Waggers or future leaders? Students skip school to fight climate change
Student climate strikes have seen a tidal wave of support, despite Prime Minister Scott Morrison's calls for "less activism". Photo: Getty
Students across Australia will skip school en masse to protest inaction on climate change, drawing both praise and criticism from pundits and politicians.
“We are school kids temporarily sacrificing our education in order to save our futures from dangerous climate change,” School Strike 4 Climate organisers said of the Friday protest.
While former Gillard government education minister and longtime environmental activist Peter Garrett applauded the students, some politicians and conservative pundits have slammed them as shirkers.

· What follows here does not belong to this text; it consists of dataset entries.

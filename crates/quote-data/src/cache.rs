//! 인메모리 TTL 캐시.
//!
//! 모든 데이터 조회 경로가 업스트림에 가기 전에 거치는 키-값 저장소.
//! 엔트리별 TTL과 명시적인 용량 한도를 가지며, 전역 싱글턴이 아니라
//! 생성자가 주입하는 의존성입니다.
//!
//! 동시 요청이 같은 콜드 키를 조회하면 각각 업스트림을 호출할 수
//! 있습니다 (single-flight 없음). 마지막 쓰기가 남지만 양쪽 모두
//! 동등한 값을 계산하므로 문제되지 않습니다.

use serde::de::DeserializeOwned;
use serde::Serialize;
use std::collections::hash_map::DefaultHasher;
use std::collections::HashMap;
use std::hash::{Hash, Hasher};
use std::time::{Duration, Instant};
use tokio::sync::RwLock;
use tracing::warn;

/// 캐시 엔트리.
struct CacheEntry {
    value: serde_json::Value,
    stored_at: Instant,
    ttl: Duration,
}

impl CacheEntry {
    /// `now - stored_at < ttl` 이면 유효합니다.
    fn is_fresh(&self) -> bool {
        self.stored_at.elapsed() < self.ttl
    }
}

/// 용량이 제한된 TTL 캐시.
pub struct QuoteCache {
    capacity: usize,
    entries: RwLock<HashMap<String, CacheEntry>>,
}

impl QuoteCache {
    /// 지정한 용량의 캐시를 생성합니다.
    pub fn new(capacity: usize) -> Self {
        Self {
            capacity: capacity.max(1),
            entries: RwLock::new(HashMap::new()),
        }
    }

    /// 캐시에서 값을 조회합니다.
    ///
    /// TTL이 지난 엔트리는 조회 시점에 제거되고 `None`을 반환합니다.
    pub async fn get<T: DeserializeOwned>(&self, key: &str) -> Option<T> {
        let mut entries = self.entries.write().await;
        match entries.get(key) {
            Some(entry) if entry.is_fresh() => serde_json::from_value(entry.value.clone()).ok(),
            Some(_) => {
                entries.remove(key);
                None
            }
            None => None,
        }
    }

    /// 값을 캐시에 저장합니다 (기존 엔트리는 덮어씀).
    ///
    /// 용량이 가득 차면 만료된 엔트리를 먼저 비우고, 그래도 자리가
    /// 없으면 가장 오래된 엔트리를 제거합니다.
    pub async fn set<T: Serialize>(&self, key: &str, value: &T, ttl: Duration) {
        let value = match serde_json::to_value(value) {
            Ok(v) => v,
            Err(e) => {
                warn!(key = key, error = %e, "캐시 값 직렬화 실패, 저장 생략");
                return;
            }
        };

        let mut entries = self.entries.write().await;
        if !entries.contains_key(key) && entries.len() >= self.capacity {
            Self::evict(&mut entries, self.capacity);
        }
        entries.insert(
            key.to_string(),
            CacheEntry {
                value,
                stored_at: Instant::now(),
                ttl,
            },
        );
    }

    /// 현재 엔트리 수를 반환합니다 (만료 여부 무관).
    pub async fn len(&self) -> usize {
        self.entries.read().await.len()
    }

    /// 캐시가 비어 있는지 확인합니다.
    pub async fn is_empty(&self) -> bool {
        self.entries.read().await.is_empty()
    }

    /// 만료 엔트리 제거 후, 필요하면 가장 오래된 엔트리를 제거합니다.
    fn evict(entries: &mut HashMap<String, CacheEntry>, capacity: usize) {
        entries.retain(|_, entry| entry.is_fresh());

        while entries.len() >= capacity {
            let oldest = entries
                .iter()
                .min_by_key(|(_, entry)| entry.stored_at)
                .map(|(key, _)| key.clone());
            match oldest {
                Some(key) => {
                    entries.remove(&key);
                }
                None => break,
            }
        }
    }

    /// 테스트에서 시간 경과를 흉내내기 위해 엔트리 저장 시각을
    /// 과거로 되돌립니다.
    #[cfg(test)]
    pub(crate) async fn backdate(&self, key: &str, age: Duration) {
        let mut entries = self.entries.write().await;
        if let Some(entry) = entries.get_mut(key) {
            entry.stored_at = Instant::now() - age;
        }
    }
}

/// 캐시 키 생성.
///
/// 키는 작업 종류와 파라미터에서 결정론적으로 유도됩니다.
pub mod keys {
    use super::*;

    /// 단일 시세: `stock_info_{symbol}`
    pub fn stock_info(symbol: &str) -> String {
        format!("stock_info_{}", symbol)
    }

    /// 차트: `chart_{symbol}_{period}_{interval}`
    pub fn chart(symbol: &str, period: &str, interval: &str) -> String {
        format!("chart_{}_{}_{}", symbol, period, interval)
    }

    /// 재무 요약: `financials_{symbol}`
    pub fn financials(symbol: &str) -> String {
        format!("financials_{}", symbol)
    }

    /// 배당 이력: `dividends_{symbol}_{years}`
    pub fn dividends(symbol: &str, years: u32) -> String {
        format!("dividends_{}_{}", symbol, years)
    }

    /// 회사 프로필: `profile_{symbol}`
    pub fn profile(symbol: &str) -> String {
        format!("profile_{}", symbol)
    }

    /// 시가총액 랭킹: 고정 키
    pub fn top_market_cap() -> String {
        "top_market_cap_stocks".to_string()
    }

    /// 지수 구성 종목: `index_stocks_{name}`
    pub fn index_stocks(index_name: &str) -> String {
        format!("index_stocks_{}", index_name)
    }

    /// 배치 결과: `batch_stocks_{hash}` (정렬된 티커 목록의 해시)
    ///
    /// 티커 순서가 달라도 같은 집합이면 같은 키가 나옵니다.
    pub fn batch_stocks(tickers: &[String]) -> String {
        let mut sorted: Vec<&str> = tickers.iter().map(String::as_str).collect();
        sorted.sort_unstable();

        let mut hasher = DefaultHasher::new();
        sorted.hash(&mut hasher);
        format!("batch_stocks_{:x}", hasher.finish())
    }
}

The patronising idiocy of climate-deniers is contemptible,” Mr Garrett said on Thursday.
“As a former federal education minister I applaud the many courageous young Australians who will be out in force tomorrow.”
‘Fight climate change with diet change’
Among Friday’s protesters will be Melbourne high school student Charlotte Currie, 17, one of thousands of young vegans around the world joining the climate strike under the Million Dollar Vegan banner.
The campaign urges people to “fight climate change with diet change” by ditching meat and animal products.
Ms Currie became vegan after learning about “the link between between climate change and animal agriculture”.
“I decided that the knowledge I have learned should be shared with the world and we should make the change to a more sustainable lifestyle to decrease our negative impact on the earth,” she said.
Climate change protester Charlotte Currie, 17. Photo: Supplied
A report by the United Nations Environment Program released this week warned that humanity is at a crossroads, with human activity damaging the planet so badly – exacerbated by climate change – that it will “increasingly put our health at risk”.
People must adopt plant-based or low-meat diets in order to save the planet, the report said, recommending taxing meat in order to accelerate a change in habits.
If we don’t change to a more sustainable way of life, the impact on the earth will become irreversible,” Ms Currie said.
The last student strike in November drew the ire of Prime Minister Scott Morrison who told students to “be less activist” and stay in school.
— School Strike 4 Climate (@StrikeClimate) March 14, 2019
However, Ms Currie believes it is “imperative” for young people to lead the discussion on climate change “because we are the future generation that will have to live with the consequences of the actions we take now”.
It is “deeply frustrating” to see influential political leaders “trying to silence the truth and passionate people trying to make a difference”, she said.
“Nothing has ever been achieved by sitting in submission, and activism is the answer. The more people who band together for a common goal the louder our voices will be.”
Praise and backlash
Students protest at last year’s climate strike. Photo: Getty
Among the critics was conservative businessman Maurice Newman, who argued in an opinion piece for The Australian that the student protesters were “mere pawns in a bid to undermine capitalism”.
“Children have become the latest weapon in the arsenal of anti-Western activists, designed to keep pressure on wayward politicians in advanced economies whose enthusiasm for Paris emissions-reduction commitments is visibly waning,” Mr Newman said.
On Twitter, right-wing pundit Daisy Cousens called for striking students to be punished.
“Will some responsible parent/teacher PLEASE step in and punish these children for wagging school?” she said.
Despite some vocal critics, there was also a strong groundswell of support for the striking students in the lead-up to the protest.
Author and social commentator Jane Caro said she was “delighted young people are taking action on behalf of their future, our future and the future of our planet & every living thing on it”.
Comedian ABC host Charlie Pickering had pointed words for those mocking and chastising the students.
To the ‘grownups’ trolling them in the media, maybe you should think about how embarrassing it is that children have to demand that you to grow up and act for them instead of fossil fuel companies,” Mr Pickering said.
Friday’s strike follows November’s ‘Strike 4 Climate Action‘ which saw thousands of students rally around the country.
The protests are part of a global movement inspired by 16-year-old Swedish student Greta Thunberg, who began skipping school to protest outside parliament against Sweden’s lack of action on climate change.
That is the current map of #schoolstrike4climate planned around the world for this Friday! https://t.co/SpV13s6AGM I wonder: Has there ever been such widespread protest action in human history? #FridaysForFuture pic.twitter.com/ddedrzFqff
— Stefan Rahmstorf (@rahmstorf) March 13, 2019
The student protest movement has now spread to more than 70 countries, with Friday’s global protests expected to be the largest yet.